Si être mère était une profession, celle-ci aurait bien besoin d’être défendue par un syndicat. Une vidéo vue plus de dix millions de fois sur YouTube met en scène un faux entretien d’embauche dans lequel le recruteur annonce aux postulantes qu’il leur faudra être debout presque tout le temps, qu’elles n’auront ni congés, ni salaires et jamais de promotion, sans même parler d’une quelconque gratitude ; enfin, elles travailleront plus de cent-trente-cinq heures par semaine, sept jours sur sept, dans un environnement souvent chaotique. Est-ce bien légal, s’interroge, perplexe, une des candidates ? Le poste à pourvoir est, bien sûr, celui de mère.
La maternité est peut-être la valeur ajoutée de celles qui font la une des sites people – princesses et autres influenceuses – dont on célèbre avec ferveur et ad nauseam le «baby bump» (le ventre de femme enceinte), mais pour les anonymes, le surmenage guette.
Une pratique amateure de la maternité
A l’heure où on s’inquiète de la future profession de ses enfants dès le primaire et où on leur apprend à se «focaliser sur leurs objectifs», peut-être faudrait-il songer à mettre à l’honneur une pratique amateure de la maternité.
Est amateur.e, pour le dictionnaire, celui ou celle qui manifeste un goût de prédilection pour quelque chose. Est amateur.e celui ou celle qui aime, apprécie.
Est amateure celle-là que je croise régulièrement dans un cours de danse classique de niveau avancé, elle est interne à l’hôpital mais s’esquinte les pieds dans ses pointes avec passion, le visage tendu par l’effort. Est amateur ce jeune homme qui, sur Instagram, envoie à ses auteurs favoris ses fiches de lecture extrêmement détaillées de leur dernier roman.
Amateurs, aussi, ceux et celles qui servent à leurs ami.e.s des plats de grands cuisiniers aux mille ingrédients. Amateur.e.s, ceux et celles qui s’essayent à la tierce, la quinte, dans une chorale de quartier. Des amateurs qui n’ont d’autre désir que celui-ci : faire à peu près bien ce qu’ils aiment.
La velléité de bien faire
L’amateurisme est ce que nous pratiquons le mieux, en toutes choses. C’est notre spécialité, à chacun.e. Amateur.e.s pas très éclairé.e.s, nous abordons chaque moment de notre existence en trébuchant, sans savoir aucun, sans préambules ni repères. Ce ne sont que tentatives. Nous sommes des amoureux amateurs, sans savoir-faire ni expertise, qui nous heurtons depuis des siècles aux mêmes peines, aux mêmes malentendus, usant des mêmes serments emphatiques et maladroits. De l’existence, nous ne connaîtrons que ça, jusqu’à la fin : la velléité de bien faire.
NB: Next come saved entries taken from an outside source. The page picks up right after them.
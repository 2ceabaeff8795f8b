//! Row images for row-based replication.
//!
//! A [`TableMap`] describes the source table: one type code and a few bytes
//! of metadata per column, plus which columns are nullable. A row image is a
//! null bitmap (one bit per column, set when the column is NULL) followed by
//! the [`Field::pack`] image of every non-NULL column, little-endian.
//!
//! On the receiving side a column whose source definition matches the
//! target is unpacked in place. Anything else goes through a conversion
//! field built from the source type and metadata, then [`field_conv`].
//!
//! ```
//! use rowfield::field::replication::{pack_row, unpack_row, TableMap};
//! use rowfield::field::schema::{ColumnDef, TableSchema};
//! use rowfield::field::session::FieldConfig;
//!
//! let source = TableSchema::new("t", vec![ColumnDef::new("a", "int")])
//!     .open(FieldConfig::default())
//!     .unwrap();
//! let mut target = TableSchema::new("t", vec![ColumnDef::new("a", "bigint")])
//!     .open(FieldConfig::default())
//!     .unwrap();
//!
//! let mut src_row = source.row.clone();
//! source.fields[0].set_notnull(&mut src_row);
//! source.fields[0].store_int(&mut src_row, -5, false);
//!
//! let map = TableMap::from_fields(&source.name, &source.fields);
//! let image = pack_row(&source.fields, &src_row);
//! let out = unpack_row(&map, &target.fields, &mut target.row, &image).unwrap();
//! assert_eq!(out.used, image.len());
//! assert_eq!(target.fields[0].val_int(&target.row), -5);
//! ```

use std::cmp::Ordering;
use std::convert::TryFrom;

use byteorder::{ByteOrder, LittleEndian};
use tracing::debug;

use crate::field::base::{Field, FieldKind, IntWidth, TemporalKind};
use crate::field::charset::{self, CharsetInfo};
use crate::field::copy::{field_conv, set_field_to_null};
use crate::field::decimal;
use crate::field::row::RowBuffer;
use crate::field::schema::TableDef;
use crate::field::status::ConversionStatus;
use crate::field::string::char_from_length;
use crate::field::types::{metadata_to_param, FieldType, ItemResult, NOT_FIXED_DEC};
use crate::FieldError;

/// Source description of one column.
#[derive(Debug, Clone, PartialEq, Eq)]
pub struct ColumnMap {
    pub field_type: FieldType,
    pub metadata: Vec<u8>,
    pub nullable: bool,
}

impl ColumnMap {
    pub fn of(field: &Field) -> ColumnMap {
        let mut metadata = Vec::new();
        field.save_field_metadata(&mut metadata);
        ColumnMap {
            field_type: field.binlog_type(),
            metadata,
            nullable: field.real_maybe_null(),
        }
    }

    /// The metadata as the word [`Field::unpack`] takes.
    pub fn param(&self) -> Result<u32, FieldError> {
        metadata_to_param(self.field_type, &self.metadata).map(|(p, _)| p)
    }
}

/// Column types and metadata of a source table.
#[derive(Debug, Clone, PartialEq, Eq)]
pub struct TableMap {
    pub table_name: String,
    pub columns: Vec<ColumnMap>,
}

fn take<'a>(data: &'a [u8], pos: &mut usize, len: usize, what: &str) -> Result<&'a [u8], FieldError> {
    if data.len() < *pos + len {
        return Err(FieldError::Parse(format!(
            "table map truncated in {}: need {} bytes at offset {}, have {}",
            what,
            len,
            *pos,
            data.len()
        )));
    }
    let out = &data[*pos..*pos + len];
    *pos += len;
    Ok(out)
}

impl TableMap {
    pub fn from_fields(table_name: &str, fields: &[Field]) -> TableMap {
        TableMap {
            table_name: table_name.to_string(),
            columns: fields.iter().map(ColumnMap::of).collect(),
        }
    }

    pub fn from_table(table: &TableDef) -> TableMap {
        Self::from_fields(&table.name, &table.fields)
    }

    /// Serialize as: name length (1 byte), name, column count (u16), type
    /// codes, metadata length (u16), metadata, nullable bitmap.
    pub fn encode(&self) -> Vec<u8> {
        let name = self.table_name.as_bytes();
        let name = &name[..name.len().min(255)];
        let mut out = vec![name.len() as u8];
        out.extend_from_slice(name);

        let mut word = [0u8; 2];
        LittleEndian::write_u16(&mut word, self.columns.len() as u16);
        out.extend_from_slice(&word);
        out.extend(self.columns.iter().map(|c| c.field_type.code()));

        let metadata: Vec<u8> = self.columns.iter().flat_map(|c| c.metadata.iter().copied()).collect();
        LittleEndian::write_u16(&mut word, metadata.len() as u16);
        out.extend_from_slice(&word);
        out.extend_from_slice(&metadata);

        let mut nullable = vec![0u8; (self.columns.len() + 7) / 8];
        for (i, c) in self.columns.iter().enumerate() {
            if c.nullable {
                nullable[i / 8] |= 1 << (i % 8);
            }
        }
        out.extend_from_slice(&nullable);
        out
    }

    pub fn decode(data: &[u8]) -> Result<TableMap, FieldError> {
        let mut pos = 0;
        let name_len = take(data, &mut pos, 1, "name length")?[0] as usize;
        let table_name = String::from_utf8_lossy(take(data, &mut pos, name_len, "name")?).into_owned();
        let count = LittleEndian::read_u16(take(data, &mut pos, 2, "column count")?) as usize;
        let types = take(data, &mut pos, count, "column types")?
            .iter()
            .map(|&code| FieldType::try_from(code))
            .collect::<Result<Vec<_>, _>>()?;
        let meta_len = LittleEndian::read_u16(take(data, &mut pos, 2, "metadata length")?) as usize;
        let metadata = take(data, &mut pos, meta_len, "metadata")?;
        let nullable = take(data, &mut pos, (count + 7) / 8, "null bitmap")?;

        let mut columns = Vec::with_capacity(count);
        let mut mpos = 0;
        for (i, ft) in types.into_iter().enumerate() {
            let n = ft.metadata_len();
            let meta = take(metadata, &mut mpos, n, "column metadata")?;
            columns.push(ColumnMap {
                field_type: ft,
                metadata: meta.to_vec(),
                nullable: nullable[i / 8] & (1 << (i % 8)) != 0,
            });
        }
        if mpos != meta_len {
            return Err(FieldError::Parse(format!(
                "table map metadata has {} unused bytes",
                meta_len - mpos
            )));
        }
        Ok(TableMap { table_name, columns })
    }
}

/// Write the row image of `fields` as bound in `row`.
pub fn pack_row(fields: &[Field], row: &RowBuffer) -> Vec<u8> {
    let mut out = vec![0u8; (fields.len() + 7) / 8];
    for (i, f) in fields.iter().enumerate() {
        if f.is_null(row) {
            out[i / 8] |= 1 << (i % 8);
        }
    }
    for f in fields.iter().filter(|f| !f.is_null(row)) {
        f.pack(row, &mut out, usize::MAX, true);
    }
    out
}

/// Outcome of [`unpack_row`].
#[derive(Debug, Clone, Copy, PartialEq, Eq)]
pub struct UnpackedRow {
    /// Worst conversion status over all columns.
    pub status: ConversionStatus,
    /// Bytes of the image consumed.
    pub used: usize,
}

/// Real type of a CHAR-class column from its metadata word.
fn string_real_type(param: u32) -> Result<FieldType, FieldError> {
    let code = (param >> 8) as u8;
    if code & 0x30 != 0x30 {
        return Ok(FieldType::String);
    }
    FieldType::try_from(code)
}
Et il nous faudra mourir, aussi, en amateurs, sans en avoir la moindre expérience.
La maternité ne fait pas exception : qu’elle ait porté son enfant ou pas, aucune mère ne sait l’être, ce rôle s’improvise, s’apprend sur le tas, en solitaire.
Pour Wikipédia, celles qu’on fêtera demain sont majuscules, ce sont des Mères, comme on parlerait de déesses toutes puissantes ; les autres, elles, mères amateures, ont peut-être préféré sauter du piédestal pour aller faire la fête ailleurs, loin des flatteries liturgiques, commerciales et politiques.